In OpenComRTOS the equivalent of messages (implemented using Packet switching)  inherit the priority of the generating Task. What criterium would you else us?

 

Only giving priorities to messages make little sense as they don't use a lot of the processing resources, whereas Tasks/Processes do.

 

What is scheduled is essentially CPU time and related to it units of bandwidth, when the message/packet goes over de wire/communication medium. For fairness reasons, packetisation also limits the blocking time when communicating (and it simplifies the communication buffering). Implementation wise, the use of packets also reduces all the copying that is needed (e.g.passing parameters) as locally the (RT)OS just passing points to it around.
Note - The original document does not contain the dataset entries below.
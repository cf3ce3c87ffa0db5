//! Console output formatting for the CLI.

use colored::*;
use klartext_batch::ProgressSink;
use klartext_domain::{MaterialRecord, RunCounters};
use std::time::Duration;

const BANNER_WIDTH: usize = 80;

/// Console formatter.
#[derive(Debug, Clone, Copy)]
pub struct Formatter {
    color_enabled: bool,
}

impl Formatter {
    /// Create a new formatter.
    pub fn new(color_enabled: bool) -> Self {
        Self { color_enabled }
    }

    /// Format one processed row as a banner block.
    pub fn row_block(&self, index: usize, total: usize, record: &MaterialRecord) -> String {
        let mut lines = vec![
            "=".repeat(BANNER_WIDTH),
            format!("Entry {}/{}", index + 1, total),
            "-".repeat(BANNER_WIDTH),
            format!("Original: {}", record.original_text),
        ];

        if let Some(error) = &record.error {
            lines.push(self.colorize(
                &format!("Processed: {}", record.final_description),
                "red",
            ));
            lines.push(self.colorize(&format!("Error: {}", error), "red"));
        } else {
            lines.push(format!(
                "Processed: {}",
                self.colorize(&record.final_description, "green")
            ));
            if let Some(info) = &record.structured_info {
                let json = serde_json::to_string_pretty(info)
                    .unwrap_or_else(|_| "<unserializable>".to_string());
                lines.push(format!("Structured Info: {}", json));
            }
        }

        lines.push("=".repeat(BANNER_WIDTH));
        lines.join("\n")
    }

    /// Format the end-of-run summary.
    pub fn summary(&self, counters: &RunCounters, rows: usize, elapsed: Duration) -> String {
        let header = format!("Processed {} rows in {:.2}s", rows, elapsed.as_secs_f64());
        format!("{}\n{}", self.colorize(&header, "cyan"), counters.summary())
    }

    fn colorize(&self, text: &str, color: &str) -> String {
        if !self.color_enabled {
            return text.to_string();
        }

        match color {
            "green" => text.green().to_string(),
            "red" => text.red().to_string(),
            "yellow" => text.yellow().to_string(),
            "cyan" => text.cyan().to_string(),
            _ => text.to_string(),
        }
    }
}

/// Progress sink that prints each row's banner block to stdout.
pub struct ConsoleProgress {
    formatter: Formatter,
    total: usize,
    quiet: bool,
}

impl ConsoleProgress {
    /// Create a new console progress sink.
    pub fn new(formatter: Formatter, total: usize, quiet: bool) -> Self {
        Self {
            formatter,
            total,
            quiet,
        }
    }
}

impl ProgressSink for ConsoleProgress {
    fn row_processed(&mut self, index: usize, record: &MaterialRecord) {
        if !self.quiet {
            println!("\n{}\n", self.formatter.row_block(index, self.total, record));
        }
    }
}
The application is hidden from this aspects.

 

Eric

 

 

 

From: Mailing List Robot [mailto:sympa@xxxxxxxxxx] On Behalf Of Ruth Ivimey-Cook
Sent: Thursday, October 04, 2012 6:51 PM
To: occam-com@xxxxxxxxxx
Subject: Re: Programming prioritisation

 

Eric Verhulst (OLS) wrote:

In OpenComRTOS the equivalent of PRI PAR and PRI ALT come together. In my view, they can't be decoupled.

 

1. Tasks get a priority (at compile time). System wide attribute, so independently on which node they have been mapped. On each node, scheduling is in order of priority and preemptive.

 


This made me think: a long time ago, far far away... .no well anyway a long time ago someone suggested that the real thing that should have a priority attached to it was the communication itself: a message. Not the channel, or the task. The issue in ming, IIRC, was priority inversion. It has always struck me that this was a good model to go with, though I don't recall ever seeing it done or even investigated.